PATENT CLAIMS: i. Arrangement for converting amplitude-modulated Pulses in length-modulated pulses, characterized in that the amplitude-modulated Pulses of a pentode or electrically equivalent tube fed in such polarity be that the anode current is greatest in the pulse pauses and in the pulse times assumes a value correspondingly smaller to the pulse height, that furthermore the anode voltage on, this tube is applied via a resistor which, together with the between. Cathode and anode effective capacitance to achieve the desired pulse width has a suitable time constant and that the triangular ones taken from the anode Pulses are fed to a limiter device which cuts off the pulse peak. z.
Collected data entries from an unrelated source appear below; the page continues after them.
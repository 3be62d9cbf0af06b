// SPDX-License-Identifier: MIT
// Copyright 2026 Roland Dreier <roland@rolandd.dev>

//! BigQuery schema for the activities table.
//!
//! Mirrors the activity model field for field: nested records become
//! RECORD columns, lists become REPEATED, optional scalars NULLABLE.

use serde_json::{json, Value};

const INTEGER: &str = "INTEGER";
const STRING: &str = "STRING";
const FLOAT: &str = "FLOAT";
const BOOLEAN: &str = "BOOLEAN";
const TIMESTAMP: &str = "TIMESTAMP";
const JSON_TYPE: &str = "JSON";

fn field(name: &str, field_type: &str, mode: &str) -> Value {
    json!({ "name": name, "type": field_type, "mode": mode })
}

fn required(name: &str, field_type: &str) -> Value {
    field(name, field_type, "REQUIRED")
}

fn nullable(name: &str, field_type: &str) -> Value {
    field(name, field_type, "NULLABLE")
}

fn repeated(name: &str, field_type: &str) -> Value {
    field(name, field_type, "REPEATED")
}

fn record(name: &str, mode: &str, fields: Vec<Value>) -> Value {
    json!({ "name": name, "type": "RECORD", "mode": mode, "fields": fields })
}

fn meta_athlete_fields() -> Vec<Value> {
    vec![required("id", INTEGER), required("resource_state", INTEGER)]
}

fn meta_activity_fields() -> Vec<Value> {
    vec![required("id", INTEGER), required("resource_state", INTEGER)]
}

fn summary_segment_fields() -> Vec<Value> {
    vec![
        required("id", INTEGER),
        required("resource_state", INTEGER),
        required("name", STRING),
        required("activity_type", STRING),
        required("distance", FLOAT),
        required("average_grade", FLOAT),
        required("maximum_grade", FLOAT),
        required("elevation_high", FLOAT),
        required("elevation_low", FLOAT),
        repeated("start_latlng", FLOAT),
        repeated("end_latlng", FLOAT),
        required("climb_category", INTEGER),
        nullable("city", STRING),
        nullable("state", STRING),
        nullable("country", STRING),
        required("private", BOOLEAN),
        required("hazardous", BOOLEAN),
        required("starred", BOOLEAN),
    ]
}

fn segment_effort_fields() -> Vec<Value> {
    vec![
        required("id", INTEGER),
        required("resource_state", INTEGER),
        required("name", STRING),
        record("activity", "REQUIRED", meta_activity_fields()),
        record("athlete", "REQUIRED", meta_athlete_fields()),
        required("elapsed_time", INTEGER),
        required("moving_time", INTEGER),
        required("start_date", TIMESTAMP),
        required("start_date_local", TIMESTAMP),
        required("distance", FLOAT),
        required("start_index", INTEGER),
        required("end_index", INTEGER),
        nullable("average_cadence", FLOAT),
        nullable("device_watts", BOOLEAN),
        nullable("average_watts", FLOAT),
        record("segment", "NULLABLE", summary_segment_fields()),
        nullable("kom_rank", INTEGER),
        nullable("pr_rank", INTEGER),
        nullable("hidden", BOOLEAN),
    ]
}

fn split_fields() -> Vec<Value> {
    vec![
        required("distance", FLOAT),
        required("elapsed_time", INTEGER),
        nullable("elevation_difference", FLOAT),
        required("moving_time", INTEGER),
        required("split", INTEGER),
        required("average_speed", FLOAT),
        required("pace_zone", INTEGER),
    ]
}

fn lap_fields() -> Vec<Value> {
    vec![
        required("id", INTEGER),
        required("resource_state", INTEGER),
        required("name", STRING),
        record("activity", "REQUIRED", meta_activity_fields()),
        record("athlete", "REQUIRED", meta_athlete_fields()),
        required("elapsed_time", INTEGER),
        required("moving_time", INTEGER),
        required("start_date", TIMESTAMP),
        required("start_date_local", TIMESTAMP),
        required("distance", FLOAT),
        required("start_index", INTEGER),
        required("end_index", INTEGER),
        nullable("total_elevation_gain", FLOAT),
        required("average_speed", FLOAT),
        required("max_speed", FLOAT),
        nullable("average_cadence", FLOAT),
        nullable("device_watts", BOOLEAN),
        nullable("average_watts", FLOAT),
        required("lap_index", INTEGER),
        required("split", INTEGER),
    ]
}

fn polyline_map_fields() -> Vec<Value> {
    vec![
        required("id", STRING),
        required("polyline", STRING),
        required("resource_state", INTEGER),
        required("summary_polyline", STRING),
    ]
}

fn photo_summary_fields() -> Vec<Value> {
    vec![
        record(
            "primary",
            "NULLABLE",
            vec![
                nullable("id", STRING),
                nullable("media_type", INTEGER),
                required("source", INTEGER),
                required("unique_id", STRING),
                field("urls", JSON_TYPE, "REQUIRED"),
            ],
        ),
        required("count", INTEGER),
    ]
}

fn summary_gear_fields() -> Vec<Value> {
    vec![
        required("id", STRING),
        required("primary", BOOLEAN),
        required("name", STRING),
        required("resource_state", INTEGER),
        required("distance", FLOAT),
    ]
}

fn stats_visibility_fields() -> Vec<Value> {
    vec![required("type", STRING), required("visibility", STRING)]
}

/// Column list for the activities table.
pub fn activity_table_schema() -> Vec<Value> {
    vec![
        required("id", INTEGER),
        nullable("external_id", STRING),
        nullable("upload_id", INTEGER),
        record("athlete", "REQUIRED", meta_athlete_fields()),
        required("name", STRING),
        required("distance", FLOAT),
        required("moving_time", INTEGER),
        required("elapsed_time", INTEGER),
        required("total_elevation_gain", FLOAT),
        nullable("elev_high", FLOAT),
        nullable("elev_low", FLOAT),
        required("type", STRING),
        required("sport_type", STRING),
        required("start_date", TIMESTAMP),
        required("start_date_local", TIMESTAMP),
        required("timezone", STRING),
        repeated("start_latlng", FLOAT),
        repeated("end_latlng", FLOAT),
        required("achievement_count", INTEGER),
        required("kudos_count", INTEGER),
        required("comment_count", INTEGER),
        required("athlete_count", INTEGER),
        required("photo_count", INTEGER),
        required("total_photo_count", INTEGER),
        record("map", "REQUIRED", polyline_map_fields()),
        required("trainer", BOOLEAN),
        required("commute", BOOLEAN),
        required("manual", BOOLEAN),
        required("private", BOOLEAN),
        required("flagged", BOOLEAN),
        nullable("workout_type", INTEGER),
        nullable("upload_id_str", STRING),
        required("average_speed", FLOAT),
        required("max_speed", FLOAT),
        required("has_kudoed", BOOLEAN),
        required("hide_from_home", BOOLEAN),
        nullable("gear_id", STRING),
        nullable("kilojoules", FLOAT),
        nullable("average_watts", FLOAT),
        nullable("device_watts", BOOLEAN),
        nullable("max_watts", INTEGER),
        nullable("weighted_average_watts", INTEGER),
        nullable("description", STRING),
        record("photos", "REQUIRED", photo_summary_fields()),
        record("gear", "NULLABLE", summary_gear_fields()),
        required("calories", FLOAT),
        record("segment_efforts", "REPEATED", segment_effort_fields()),
        nullable("device_name", STRING),
        required("embed_token", STRING),
        record("splits_metric", "REPEATED", split_fields()),
        record("splits_standard", "REPEATED", split_fields()),
        record("laps", "REPEATED", lap_fields()),
        record("best_efforts", "REPEATED", segment_effort_fields()),
        // Not part of the documented DetailedActivity model
        nullable("average_cadence", FLOAT),
        required("has_heartrate", BOOLEAN),
        required("pr_count", INTEGER),
        nullable("suffer_score", FLOAT),
        record("stats_visibility", "REPEATED", stats_visibility_fields()),
        nullable("display_hide_heartrate_option", BOOLEAN),
        nullable("heartrate_opt_out", BOOLEAN),
        nullable("average_heartrate", FLOAT),
        nullable("max_heartrate", FLOAT),
        repeated("available_zones", STRING),
        nullable("visibility", STRING),
    ]
}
Arrangement according to claim i, characterized in that the triangular pulses the lattice circle, which contains a resistor (5), lattice circle of a further discharge tube (4), the anode current rise of which is limited by the use of grid current will. 3. Arrangement according to claim i, characterized in that the. Control grid one of the tubes downstream of the pentode on the one hand via a rectifier path (Diode 7) with the anode of the pentode (i) and on the other hand via a resistor (S) is connected to the positive pole of a voltage source. Arrangement according to claim i or following, characterized in that with the anode resistor (2) of the pentode (i) an inductor (c9) connected in series together with the resistor results in a time constant which is equal to the time constant of one at the end of the pulse occurring decay process.